One: The scene that needs to choose the master
1: The service has multiple machines, and one of them is used to perform the task. The execution of multiple machines at the same time will cause problems. For example, if the records in the database with the status of failure are taken out and executed again, if multiple machines execute at the same time, it will cause a failed task to be executed by multiple machines at the same time.

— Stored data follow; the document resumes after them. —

//! Configuration management for SensorHub GW
//!
//! Handles loading and validating the YAML configuration file.

use anyhow::{Context, Result};
use serde::{Deserialize, Serialize};
use std::path::PathBuf;
use std::time::Duration;
use tokio::fs;

/// Root configuration structure
#[derive(Debug, Clone, Deserialize, Serialize)]
pub struct AppConfig {
    pub watch: WatchConfig,
    #[serde(default)]
    pub http: HttpConfig,
    /// Present = push mode enabled alongside polling
    #[serde(skip_serializing_if = "Option::is_none")]
    pub push: Option<PushConfig>,
}

/// Watched directory and ingestion tuning
#[derive(Debug, Clone, Deserialize, Serialize)]
pub struct WatchConfig {
    /// Directory the firmware writes its state files into (flat, no recursion)
    pub dir: PathBuf,
    /// Seconds during which repeated events for the same file are ignored
    #[serde(default = "default_debounce_secs")]
    pub debounce_secs: f64,
    /// JSON parse attempts per change event
    #[serde(default = "default_max_decode_attempts")]
    pub max_decode_attempts: u32,
    /// Seconds between parse attempts
    #[serde(default = "default_retry_delay_secs")]
    pub retry_delay_secs: f64,
}

impl WatchConfig {
    pub fn debounce_window(&self) -> Duration {
        Duration::from_secs_f64(self.debounce_secs)
    }

    pub fn retry_delay(&self) -> Duration {
        Duration::from_secs_f64(self.retry_delay_secs)
    }
}

/// Polling endpoint and dashboard assets
#[derive(Debug, Clone, Deserialize, Serialize)]
pub struct HttpConfig {
    #[serde(default = "default_http_port")]
    pub port: u16,
    /// Directory of pre-built dashboard files served on every non-/data path
    #[serde(default = "default_static_dir")]
    pub static_dir: PathBuf,
}

impl Default for HttpConfig {
    fn default() -> Self {
        Self {
            port: default_http_port(),
            static_dir: default_static_dir(),
        }
    }
}

/// WebSocket push listener
#[derive(Debug, Clone, Deserialize, Serialize)]
pub struct PushConfig {
    #[serde(default = "default_push_port")]
    pub port: u16,
}

impl AppConfig {
    /// Load and validate a configuration file
    pub async fn load(path: &str) -> Result<Self> {
        let contents = fs::read_to_string(path)
            .await
            .with_context(|| format!("Failed to read config file: {}", path))?;

        let config: AppConfig = serde_yaml::from_str(&contents)
            .with_context(|| format!("Failed to parse YAML config: {}", path))?;

        config.validate()?;

        Ok(config)
    }

    pub fn validate(&self) -> Result<()> {
        if !self.watch.debounce_secs.is_finite() || self.watch.debounce_secs < 0.0 {
            anyhow::bail!(
                "watch.debounce_secs must be a non-negative number, got {}",
                self.watch.debounce_secs
            );
        }
        if !self.watch.retry_delay_secs.is_finite() || self.watch.retry_delay_secs < 0.0 {
            anyhow::bail!(
                "watch.retry_delay_secs must be a non-negative number, got {}",
                self.watch.retry_delay_secs
            );
        }
        if self.watch.max_decode_attempts == 0 {
            anyhow::bail!("watch.max_decode_attempts must be at least 1");
        }
        if let Some(push) = &self.push {
            if push.port == self.http.port {
                anyhow::bail!(
                    "push.port and http.port must differ, both are {}",
                    push.port
                );
            }
        }
        Ok(())
    }
}

// Default value functions
fn default_debounce_secs() -> f64 { 0.5 }
fn default_max_decode_attempts() -> u32 { 3 }
fn default_retry_delay_secs() -> f64 { 0.2 }
fn default_http_port() -> u16 { 8080 }
fn default_static_dir() -> PathBuf { PathBuf::from("static") }
fn default_push_port() -> u16 { 8081 }

#[cfg(test)]
mod tests {
    use super::*;

    #[test]
    fn test_minimal_config_gets_defaults() {
        let config: AppConfig = serde_yaml::from_str("watch:\n  dir: /var/run/hub/tmp\n").unwrap();

        assert_eq!(config.watch.dir, PathBuf::from("/var/run/hub/tmp"));
        assert_eq!(config.watch.debounce_secs, 0.5);
        assert_eq!(config.watch.max_decode_attempts, 3);
        assert_eq!(config.watch.retry_delay_secs, 0.2);
        assert_eq!(config.http.port, 8080);
        assert_eq!(config.http.static_dir, PathBuf::from("static"));
        assert!(config.push.is_none());
        config.validate().unwrap();
    }

    #[test]
    fn test_full_config_round_trip() {
        let yaml = r#"
watch:
  dir: tmp
  debounce_secs: 1.0
  max_decode_attempts: 5
  retry_delay_secs: 0.1
http:
  port: 9000
  static_dir: page/dist
push:
  port: 9001
"#;
        let config: AppConfig = serde_yaml::from_str(yaml).unwrap();
        assert_eq!(config.watch.debounce_window(), Duration::from_secs(1));
        assert_eq!(config.watch.retry_delay(), Duration::from_millis(100));
        assert_eq!(config.push.as_ref().unwrap().port, 9001);
        config.validate().unwrap();
    }

    #[test]
    fn test_zero_attempts_rejected() {
        let yaml = "watch:\n  dir: tmp\n  max_decode_attempts: 0\n";
        let config: AppConfig = serde_yaml::from_str(yaml).unwrap();
        assert!(config.validate().is_err());
    }

    #[test]
    fn test_port_clash_rejected() {
        let yaml = "watch:\n  dir: tmp\nhttp:\n  port: 8080\npush:\n  port: 8080\n";
        let config: AppConfig = serde_yaml::from_str(yaml).unwrap();
        assert!(config.validate().is_err());
    }

    #[test]
    fn test_negative_debounce_rejected() {
        let yaml = "watch:\n  dir: tmp\n  debounce_secs: -0.5\n";
        let config: AppConfig = serde_yaml::from_str(yaml).unwrap();
        assert!(config.validate().is_err());
    }
}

2: There are multiple machines in the service, choose one of them as the master, the master is responsible for the distribution of tasks, and everyone consumes and processes tasks together. Or take out the failed records in the database and re-execute them. Since one machine may not be able to handle it, multiple machines are required to process it together. At this time, the main machine is responsible for finding the failed records from the database and writing them into the message queue. Other machines consume the tasks in the queue together and process the failed records.
Two: choose the master
According to the master selection scenario above, we can actually pick one randomly from multiple machines, which is much simpler than the master selection algorithm of raft. We can even specify a machine in the configuration file, and only this machine performs related functions, and other machines do not. If it is a fixed number of machines, and one machine can fulfill our needs, this is actually fine. If the machine is not fixed and cannot be processed by a single machine, the configuration file method is not suitable.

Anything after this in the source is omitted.